YOUR INSTRUCTIONS:
Lines from the listing below that contain the string "SummaryResponse" are to be reported.

EXCERPTED DATA Start Marker

//! HTTP API server.
//!
//! Exposes catalog ingestion and shopping-list comparison as a JSON HTTP
//! API. Money is always integer cents.
//!
//! # Endpoints
//!
//! | Method | Path | Description |
//! |--------|------|-------------|
//! | `POST` | `/api/upload?supermarket=ID` | Ingest a price-list document (raw body, `Content-Type` header) |
//! | `POST` | `/api/compare` | Compare a shopping list |
//! | `POST` | `/api/compare/summary` | Compare a shopping list and total the savings |
//! | `GET`  | `/api/supermarkets` | List known supermarkets |
//! | `GET`  | `/api/products/{supermarket}` | List one supermarket's catalog |
//! | `GET`  | `/health` | Health check (returns version) |
//!
//! # Error Contract
//!
//! ```json
//! { "error": { "code": "bad_request", "message": "shopping list must not be empty" } }
//! ```
//!
//! Error codes: `bad_request` (400), `timeout` (408), `payload_too_large`
//! (413), `extraction_failed` (422), `internal` (500).
//!
//! # CORS
//!
//! All origins, methods, and headers are permitted to support browser-based
//! clients.

use axum::{
    body::Bytes,
    extract::{
        rejection::{BytesRejection, JsonRejection},
        DefaultBodyLimit, Path, Query, State,
    },
    http::{header::CONTENT_TYPE, HeaderMap, StatusCode},
    response::{IntoResponse, Response},
    routing::{get, post},
    Json, Router,
};
use chrono::Utc;
use serde::{Deserialize, Serialize};
use std::future::Future;
use std::sync::Arc;
use std::time::Duration;
use tower_http::cors::{Any, CorsLayer};
use tracing::{error, info, warn};

use crate::compare::compare;
use crate::config::Config;
use crate::error::{CompareError, IngestError};
use crate::ingest::{commit, prepare, IngestReport};
use crate::models::{ComparisonResult, PriceRecord, ShoppingItem};
use crate::savings::total_savings;
use crate::store::{self, CatalogStore};

/// Shared application state passed to all route handlers via Axum's `State` extractor.
#[derive(Clone)]
struct AppState {
    config: Arc<Config>,
    store: Arc<dyn CatalogStore>,
}

/// Starts the HTTP server on `[server].bind` with the configured store backend.
///
/// Runs until the process is terminated.
pub async fn run_server(config: &Config) -> anyhow::Result<()> {
    let store = store::open(config).await?;
    run_server_with_store(config, store).await
}

/// Like [`run_server`], but serves an already-open catalog.
pub async fn run_server_with_store(
    config: &Config,
    store: Arc<dyn CatalogStore>,
) -> anyhow::Result<()> {
    let bind_addr = config.server.bind.clone();
    let app = router(Arc::new(config.clone()), store);

    let listener = tokio::net::TcpListener::bind(&bind_addr).await?;
    info!(addr = %bind_addr, "price server listening");
    println!("Price server listening on http://{}", bind_addr);
    axum::serve(listener, app).await?;

    Ok(())
}

/// Builds the application router.
pub fn router(config: Arc<Config>, store: Arc<dyn CatalogStore>) -> Router {
    let cors = CorsLayer::new()
        .allow_origin(Any)
        .allow_methods(Any)
        .allow_headers(Any);

    let body_limit = config.server.max_upload_bytes;
    let state = AppState { config, store };

    Router::new()
        .route("/api/upload", post(handle_upload))
        .route("/api/compare", post(handle_compare))
        .route("/api/compare/summary", post(handle_compare_summary))
        .route("/api/supermarkets", get(handle_supermarkets))
        .route("/api/products/{supermarket}", get(handle_products))
        .route("/health", get(handle_health))
        .layer(DefaultBodyLimit::max(body_limit))
        .layer(cors)
        .with_state(state)
}

// ============ Error response ============

#[derive(Serialize)]
struct ErrorBody {
    error: ErrorDetail,
}

#[derive(Serialize)]
struct ErrorDetail {
    /// Machine-readable error code (e.g., `"bad_request"`, `"timeout"`).
    code: String,
    message: String,
}

/// Internal error type that converts into an Axum HTTP response.
#[derive(Debug)]
struct AppError {
    status: StatusCode,
    code: String,
    message: String,
}

impl IntoResponse for AppError {
    fn into_response(self) -> Response {
        let body = ErrorBody {
            error: ErrorDetail {
                code: self.code,
                message: self.message,
            },
        };
        (self.status, Json(body)).into_response()
    }
}

fn app_error(status: StatusCode, code: &str, message: impl Into<String>) -> AppError {
    AppError {
        status,
        code: code.to_string(),
        message: message.into(),
    }
}

fn bad_request(message: impl Into<String>) -> AppError {
    app_error(StatusCode::BAD_REQUEST, "bad_request", message)
}

fn timeout_error(message: impl Into<String>) -> AppError {
    app_error(StatusCode::REQUEST_TIMEOUT, "timeout", message)
}

fn internal(err: impl std::fmt::Display) -> AppError {
    error!(error = %err, "request failed");
    app_error(
        StatusCode::INTERNAL_SERVER_ERROR,
        "internal",
        err.to_string(),
    )
}

impl From<CompareError> for AppError {
    fn from(err: CompareError) -> Self {
        match err {
            CompareError::Validation(e) => bad_request(e.to_string()),
            CompareError::Store(e) => internal(format!("{:#}", e)),
        }
    }
}

impl From<IngestError> for AppError {
    fn from(err: IngestError) -> Self {
        match err {
            IngestError::MissingSupermarket => bad_request(err.to_string()),
            IngestError::Extraction(e) => app_error(
                StatusCode::UNPROCESSABLE_ENTITY,
                "extraction_failed",
                e.to_string(),
            ),
            IngestError::Store(e) => internal(format!("{:#}", e)),
        }
    }
}

impl From<JsonRejection> for AppError {
    fn from(rejection: JsonRejection) -> Self {
        bad_request(rejection.body_text())
    }
}

impl From<BytesRejection> for AppError {
    fn from(rejection: BytesRejection) -> Self {
        if rejection.status() == StatusCode::PAYLOAD_TOO_LARGE {
            app_error(
                StatusCode::PAYLOAD_TOO_LARGE,
                "payload_too_large",
                rejection.body_text(),
            )
        } else {
            bad_request(rejection.body_text())
        }
    }
}

/// Bounds a request by `[server].request_timeout_secs`; a late result is discarded.
async fn with_timeout<T>(
    state: &AppState,
    what: &str,
    fut: impl Future<Output = Result<T, AppError>>,
) -> Result<T, AppError> {
    let secs = state.config.server.request_timeout_secs;
    match tokio::time::timeout(Duration::from_secs(secs), fut).await {
        Ok(result) => result,
        Err(_) => {
            warn!(request = what, timeout_secs = secs, "request timed out");
            Err(timeout_error(format!("{} timed out after {}s", what, secs)))
        }
    }
}

// ============ GET /health ============

#[derive(Serialize)]
struct HealthResponse {
    /// Always `"ok"` when the server is running.
    status: String,
    /// The crate version from `Cargo.toml`.
    version: String,
}

async fn handle_health() -> Json<HealthResponse> {
    Json(HealthResponse {
        status: "ok".to_string(),
        version: env!("CARGO_PKG_VERSION").to_string(),
    })
}

// ============ POST /api/upload ============

#[derive(Deserialize)]
struct UploadParams {
    supermarket: Option<String>,
}

/// Handler for `POST /api/upload?supermarket=ID`.
///
/// Extraction runs on a blocking thread; the catalog is written only when
/// the whole document was extracted.
async fn handle_upload(
    State(state): State<AppState>,
    Query(params): Query<UploadParams>,
    headers: HeaderMap,
    body: Result<Bytes, BytesRejection>,
) -> Result<Json<IngestReport>, AppError> {
    let body = body?;
    let supermarket = params
        .supermarket
        .ok_or_else(|| bad_request("missing query parameter: supermarket"))?;
    let content_type = headers
        .get(CONTENT_TYPE)
        .and_then(|v| v.to_str().ok())
        .ok_or_else(|| bad_request("missing Content-Type header"))?
        .to_string();

    let opts = state.config.extraction.options();
    let store = state.store.clone();
    let report = with_timeout(&state, "upload", async move {
        let prepared = tokio::task::spawn_blocking(move || {
            prepare(&body, &content_type, &supermarket, &opts, Utc::now())
        })
        .await
        .map_err(internal)??;
        Ok::<_, AppError>(commit(store.as_ref(), prepared).await.map_err(IngestError::from)?)
    })
    .await?;

    Ok(Json(report))
}

// ============ POST /api/compare ============

/// Handler for `POST /api/compare`.
async fn handle_compare(
    State(state): State<AppState>,
    items: Result<Json<Vec<ShoppingItem>>, JsonRejection>,
) -> Result<Json<Vec<ComparisonResult>>, AppError> {
    let Json(items) = items?;
    let results = run_compare(&state, &items).await?;
    Ok(Json(results))
}

#[derive(Serialize)]
struct SummaryResponse {
    results: Vec<ComparisonResult>,
    /// Estimated savings over the whole list, in cents.
    total_savings: i64,
}

/// Handler for `POST /api/compare/summary`.
async fn handle_compare_summary(
    State(state): State<AppState>,
    items: Result<Json<Vec<ShoppingItem>>, JsonRejection>,
) -> Result<Json<SummaryResponse>, AppError> {
    let Json(items) = items?;
    let results = run_compare(&state, &items).await?;
    let total_savings = total_savings(&results);
    Ok(Json(SummaryResponse {
        results,
        total_savings,
    }))
}

async fn run_compare(
    state: &AppState,
    items: &[ShoppingItem],
) -> Result<Vec<ComparisonResult>, AppError> {
    let threshold = state.config.matching.fuzzy_threshold;
    with_timeout(state, "compare", async {
        Ok::<_, AppError>(compare(state.store.as_ref(), items, threshold).await?)
    })
    .await
}

// ============ GET /api/supermarkets ============

#[derive(Serialize)]
struct SupermarketsResponse {
    supermarkets: Vec<String>,
    count: usize,
}

async fn handle_supermarkets(
    State(state): State<AppState>,
) -> Result<Json<SupermarketsResponse>, AppError> {
    let store = state.store.clone();
    let supermarkets: Vec<String> = with_timeout(&state, "supermarkets", async move {
        store.supermarkets().await.map_err(internal)
    })
    .await?
    .into_iter()
    .collect();
    Ok(Json(SupermarketsResponse {
        count: supermarkets.len(),
        supermarkets,
    }))
}

// ============ GET /api/products/{supermarket} ============

#[derive(Serialize)]
struct ProductsResponse {
    supermarket: String,
    products: Vec<PriceRecord>,
    count: usize,
}

/// Handler for `GET /api/products/{supermarket}`.
///
/// An unknown supermarket yields an empty listing.
async fn handle_products(
    State(state): State<AppState>,
    Path(supermarket): Path<String>,
) -> Result<Json<ProductsResponse>, AppError> {
    let store = state.store.clone();
    let products = with_timeout(&state, "products", async {
        store.products(&supermarket).await.map_err(internal)
    })
    .await?;
    Ok(Json(ProductsResponse {
        count: products.len(),
        supermarket,
        products,
    }))
}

EXCERPTED DATA End Marker

EXPECTED ANSWER:
struct SummaryResponse {
) -> Result<Json<SummaryResponse>, AppError> {
    Ok(Json(SummaryResponse {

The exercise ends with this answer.